The fallout was instantaneous. Within twenty minutes, the “sad singles’ table” was a memory. Rebecca was moved to the head table. She was introduced to senators, tech giants, and literary legends. Jackson played his role with a terrifying brilliance. He knew her favorite books, the way she liked her tea, and he even managed to weave in a story about their “private ceremony” in the mountains.
But as the night wore on, the lines began to blur. On the dance floor, Jackson didn’t hold her like a colleague. His hand was splayed across her back, his thumb tracing small, distracting circles against the silk of her dress.
“You’re a very good actress,” he murmured, his forehead resting against hers.
“You’re a better liar,” she retorted, though her breath was shallow. “Why did you do it, Jackson? You could have just said we were dating. Why the marriage lie?”
Jackson’s bourbon eyes darkened. “Because Daniel was going to fire you on Monday.”
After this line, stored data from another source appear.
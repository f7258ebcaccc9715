//! Configuration
//!
//! Handles conversion of parsed CLI arguments into the immutable [`Config`]
//! consumed by the core, including range validation and offset alignment.
//! Every validation failure category carries its own exit code so scripted
//! callers can distinguish what was rejected.

pub mod cli;

use crate::util::align::{align_address, SECTOR_SIZE};
use self::cli::Cli;
use std::path::{Path, PathBuf};
use std::time::Duration;
use thiserror::Error;

/// Addressing pattern for successive requests
#[derive(Debug, Clone, Copy, PartialEq, Eq)]
pub enum AddressMode {
    /// Advance one page per request, wrapping at the end of the span
    Sequential,
    /// Draw each offset uniformly from the span
    Random,
}

impl std::fmt::Display for AddressMode {
    fn fmt(&self, f: &mut std::fmt::Formatter<'_>) -> std::fmt::Result {
        match self {
            AddressMode::Sequential => write!(f, "sequential"),
            AddressMode::Random => write!(f, "random"),
        }
    }
}

/// Configuration validation failure
///
/// One variant per option category; `exit_code` yields the process exit
/// code for that category.
#[derive(Debug, Error)]
pub enum ConfigError {
    #[error("incorrect value {0} for -d <duration>, must be positive")]
    Duration(i64),
    #[error("failed to validate or create path for {}", .0.display())]
    TargetPath(PathBuf),
    #[error("incorrect value {0} for -n <count>, must be positive")]
    RequestCount(i64),
    #[error("failed to validate or create path for {}", .0.display())]
    OutputPath(PathBuf),
    #[error("incorrect value {0} for -p <size>, must be within [1, 2048] sectors")]
    PageSize(i64),
    #[error("incorrect value {0} for -R <time>, must be positive")]
    RampupInterval(i64),
    #[error("incorrect value {0} for -s <addr>, must be non-negative")]
    StartOffset(i64),
    #[error("incorrect value {0} for -S <addr>, must be at least one sector")]
    Span(i64),
    #[error("incorrect value {0} for -t <count>, must be at least 1")]
    ThreadCount(i64),
    #[error("incorrect value {0} for -w <percent>, should be [0, 100]")]
    WritePercent(i64),
    #[error("invalid or extraneous arguments")]
    ExtraneousArguments,
}

impl ConfigError {
    /// Process exit code for this failure category
    pub fn exit_code(&self) -> i32 {
        match self {
            ConfigError::Duration(_) => 1,
            ConfigError::TargetPath(_) => 2,
            ConfigError::RequestCount(_) => 3,
            ConfigError::OutputPath(_) => 4,
            ConfigError::PageSize(_) => 5,
            ConfigError::RampupInterval(_) => 6,
            ConfigError::StartOffset(_) => 7,
            ConfigError::Span(_) => 8,
            ConfigError::ThreadCount(_) => 9,
            ConfigError::WritePercent(_) => 10,
            ConfigError::ExtraneousArguments => 11,
        }
    }
}

/// Immutable parameters for one benchmark run
///
/// Shared read-only by every worker for the lifetime of the run. At least
/// one of `duration`/`max_requests` is always `Some` after CLI resolution.
#[derive(Debug, Clone)]
pub struct Config {
    /// File or device under test
    pub target_path: PathBuf,
    /// Append report output here instead of the console
    pub output_path: Option<PathBuf>,
    /// Per-worker wall-clock budget; `None` = unbounded
    pub duration: Option<Duration>,
    /// Per-worker request budget; `None` = unbounded
    pub max_requests: Option<u64>,
    /// Bytes per request; positive multiple of the sector size
    pub page_size: u64,
    /// Share of write requests, 0-100
    pub write_percent: u8,
    /// Sequential or random addressing
    pub mode: AddressMode,
    /// First byte of the addressable region, sector-aligned
    pub start_offset: u64,
    /// Size of the addressable region, sector-aligned
    pub span: u64,
    /// Number of worker threads
    pub threads: usize,
    /// Delay between successive worker starts, 0 = none
    pub rampup_interval_us: u64,
    /// Emit one line per request
    pub trace: bool,
    /// Newline separators in the config dump and summary
    pub human_readable: bool,
    /// Open the target with O_DIRECT (always set by the CLI; tests may
    /// clear it on filesystems that reject direct IO)
    pub direct: bool,
    /// Open the target with O_SYNC
    pub sync: bool,
}

impl Default for Config {
    fn default() -> Self {
        Self {
            target_path: PathBuf::from("testfile.tmp"),
            output_path: None,
            duration: Some(Duration::from_secs(10)),
            max_requests: Some(100),
            page_size: 4096,
            write_percent: 50,
            mode: AddressMode::Sequential,
            start_offset: 0,
            span: 16 * 1024 * 1024,
            threads: 1,
            rampup_interval_us: 0,
            trace: false,
            human_readable: false,
            direct: true,
            sync: true,
        }
    }
}

impl Config {
    /// Validate parsed CLI arguments and build the run configuration
    pub fn from_cli(cli: &Cli) -> Result<Self, ConfigError> {
        if let Some(duration) = cli.duration {
            if duration <= 0 {
                return Err(ConfigError::Duration(duration));
            }
        }

        ensure_reachable(&cli.filename)
            .map_err(|_| ConfigError::TargetPath(cli.filename.clone()))?;

        if let Some(count) = cli.request_count {
            if count <= 0 {
                return Err(ConfigError::RequestCount(count));
            }
        }

        if let Some(ref output) = cli.output {
            ensure_reachable(output).map_err(|_| ConfigError::OutputPath(output.clone()))?;
        }

        if cli.page_sectors < 1 || cli.page_sectors > 2048 {
            return Err(ConfigError::PageSize(cli.page_sectors));
        }

        if let Some(rampup) = cli.rampup_interval {
            if rampup < 1 {
                return Err(ConfigError::RampupInterval(rampup));
            }
        }

        if cli.start_offset < 0 {
            return Err(ConfigError::StartOffset(cli.start_offset));
        }

        let span = align_address(cli.span.max(0) as u64);
        if cli.span <= 0 || span == 0 {
            return Err(ConfigError::Span(cli.span));
        }

        if cli.threads < 1 {
            return Err(ConfigError::ThreadCount(cli.threads));
        }

        if cli.write_percent < 0 || cli.write_percent > 100 {
            return Err(ConfigError::WritePercent(cli.write_percent));
        }

        // When only one stop condition is given, the other is unbounded;
        // when neither is given, both defaults apply.
        let (duration, max_requests) = match (cli.duration, cli.request_count) {
            (None, None) => (Some(10), Some(100)),
            (duration, count) => (duration, count),
        };

        Ok(Self {
            target_path: cli.filename.clone(),
            output_path: cli.output.clone(),
            duration: duration.map(|secs| Duration::from_secs(secs as u64)),
            max_requests: max_requests.map(|count| count as u64),
            page_size: cli.page_sectors as u64 * SECTOR_SIZE,
            write_percent: cli.write_percent as u8,
            mode: if cli.random {
                AddressMode::Random
            } else {
                AddressMode::Sequential
            },
            start_offset: align_address(cli.start_offset as u64),
            span,
            threads: cli.threads as usize,
            rampup_interval_us: cli.rampup_interval.unwrap_or(0) as u64,
            trace: cli.trace,
            human_readable: cli.human_readable,
            direct: true,
            sync: true,
        })
    }
}

/// Check that a path exists or can be created, making parent directories
/// as needed. Block device paths already exist and pass the first check.
fn ensure_reachable(path: &Path) -> std::io::Result<()> {
    if path.exists() {
        return Ok(());
    }
    match path.parent() {
        Some(parent) if !parent.as_os_str().is_empty() && !parent.exists() => {
            std::fs::create_dir_all(parent)
        }
        _ => Ok(()),
    }
}

#[cfg(test)]
mod tests {
    use super::*;
    use clap::Parser;

    fn parse(args: &[&str]) -> Cli {
        let mut full = vec!["iobench"];
        full.extend_from_slice(args);
        Cli::try_parse_from(full).unwrap()
    }

    #[test]
    fn test_defaults_resolve_both_stop_conditions() {
        let config = Config::from_cli(&parse(&[])).unwrap();
        assert_eq!(config.duration, Some(Duration::from_secs(10)));
        assert_eq!(config.max_requests, Some(100));
        assert_eq!(config.page_size, 4096);
        assert_eq!(config.write_percent, 50);
        assert_eq!(config.mode, AddressMode::Sequential);
        assert!(config.direct);
        assert!(config.sync);
    }

    #[test]
    fn test_duration_only_unbounds_requests() {
        let config = Config::from_cli(&parse(&["-d", "5"])).unwrap();
        assert_eq!(config.duration, Some(Duration::from_secs(5)));
        assert_eq!(config.max_requests, None);
    }

    #[test]
    fn test_requests_only_unbounds_duration() {
        let config = Config::from_cli(&parse(&["-n", "42"])).unwrap();
        assert_eq!(config.duration, None);
        assert_eq!(config.max_requests, Some(42));
    }

    #[test]
    fn test_both_stop_conditions_kept() {
        let config = Config::from_cli(&parse(&["-d", "3", "-n", "7"])).unwrap();
        assert_eq!(config.duration, Some(Duration::from_secs(3)));
        assert_eq!(config.max_requests, Some(7));
    }

    #[test]
    fn test_page_size_in_sectors() {
        let config = Config::from_cli(&parse(&["-p", "1"])).unwrap();
        assert_eq!(config.page_size, 512);
        let config = Config::from_cli(&parse(&["-p", "2048"])).unwrap();
        assert_eq!(config.page_size, 2048 * 512);
    }

    #[test]
    fn test_offsets_aligned_down() {
        let config = Config::from_cli(&parse(&["-s", "1000", "-S", "10000"])).unwrap();
        assert_eq!(config.start_offset, 512);
        assert_eq!(config.span, 9728);
        assert_eq!(config.span % SECTOR_SIZE, 0);
    }

    #[test]
    fn test_random_flag_selects_mode() {
        let config = Config::from_cli(&parse(&["-r"])).unwrap();
        assert_eq!(config.mode, AddressMode::Random);
    }

    #[test]
    fn test_validation_exit_codes() {
        let cases: &[(&[&str], i32)] = &[
            (&["-d", "0"], 1),
            (&["-n", "-1"], 3),
            (&["-p", "0"], 5),
            (&["-p", "2049"], 5),
            (&["-R", "0"], 6),
            (&["-s", "-512"], 7),
            (&["-S", "0"], 8),
            (&["-S", "100"], 8), // below one sector after alignment
            (&["-t", "0"], 9),
            (&["-w", "101"], 10),
            (&["-w", "-1"], 10),
        ];
        for (args, code) in cases {
            let err = Config::from_cli(&parse(args)).unwrap_err();
            assert_eq!(err.exit_code(), *code, "args: {:?}", args);
        }
    }

    #[test]
    fn test_every_category_code_distinct() {
        let codes = [
            ConfigError::Duration(0).exit_code(),
            ConfigError::TargetPath(PathBuf::new()).exit_code(),
            ConfigError::RequestCount(0).exit_code(),
            ConfigError::OutputPath(PathBuf::new()).exit_code(),
            ConfigError::PageSize(0).exit_code(),
            ConfigError::RampupInterval(0).exit_code(),
            ConfigError::StartOffset(0).exit_code(),
            ConfigError::Span(0).exit_code(),
            ConfigError::ThreadCount(0).exit_code(),
            ConfigError::WritePercent(0).exit_code(),
            ConfigError::ExtraneousArguments.exit_code(),
        ];
        let mut unique = codes.to_vec();
        unique.sort_unstable();
        unique.dedup();
        assert_eq!(unique.len(), codes.len());
        assert!(codes.iter().all(|&c| c != 0));
    }

    #[test]
    fn test_target_parent_dirs_created() {
        let temp_dir = tempfile::TempDir::new().unwrap();
        let nested = temp_dir.path().join("a/b/target.dat");
        let nested_str = nested.to_str().unwrap();

        let config = Config::from_cli(&parse(&["-f", nested_str])).unwrap();
        assert_eq!(config.target_path, nested);
        assert!(nested.parent().unwrap().is_dir());
    }
}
Rebecca stepped back, nearly tripping over her hem. “What?”
“I found a memo on his desk three days ago,” Jackson said, his voice dropping to a low, dangerous rumble. “He was planning to eliminate your position in a ‘restructuring’ move. He’s been jealous of your success with the Montana Sky series for months. He wanted to claim the credit and get rid of the witness.”
Rebecca felt the ballroom spinning. The emerald dress felt like a cage. “So this… all of this… is just a human resources maneuver?”
Jackson reached out, his fingers brushing a stray hair from her face. “At first, maybe. But then I saw you sitting at that table alone. I saw the way you looked at your daughter. And I realized that I’ve spent three years looking at you through a glass wall, Rebecca. I didn’t want to just save your job. I wanted an excuse to be near you.”
Before she could process the confession, a woman in a shimmering silver gown approached. “Jackson! Darling! Is it true? Thomas told me the most scandalous thing!”
It was Elena Winters, Meridian’s biggest author and a woman known for her razor-sharp tongue. She looked at Rebecca with predatory interest. “So this is the secret? The mousy editor is the queen of the castle?”
“She was never mousy, Elena,” Jackson said, his voice cold and protective. “The world was just too loud to hear her.”
Elena laughed, a sharp, brittle sound. “We’ll see how quiet she stays when the papers find out about Michael.”
Rebecca froze. The name Michael hit her like a physical blow. Michael Delaney—Penny’s father, the man who had stolen her savings and left her in a gutter three years ago.
“What do you know about Michael?” Rebecca whispered.
Elena leaned in, her smile venomous. “I know he’s been looking for you, dear. And I know he’s been talking to Daniel Morgan. It seems your ‘husband’ isn’t the only one with secrets in this room.”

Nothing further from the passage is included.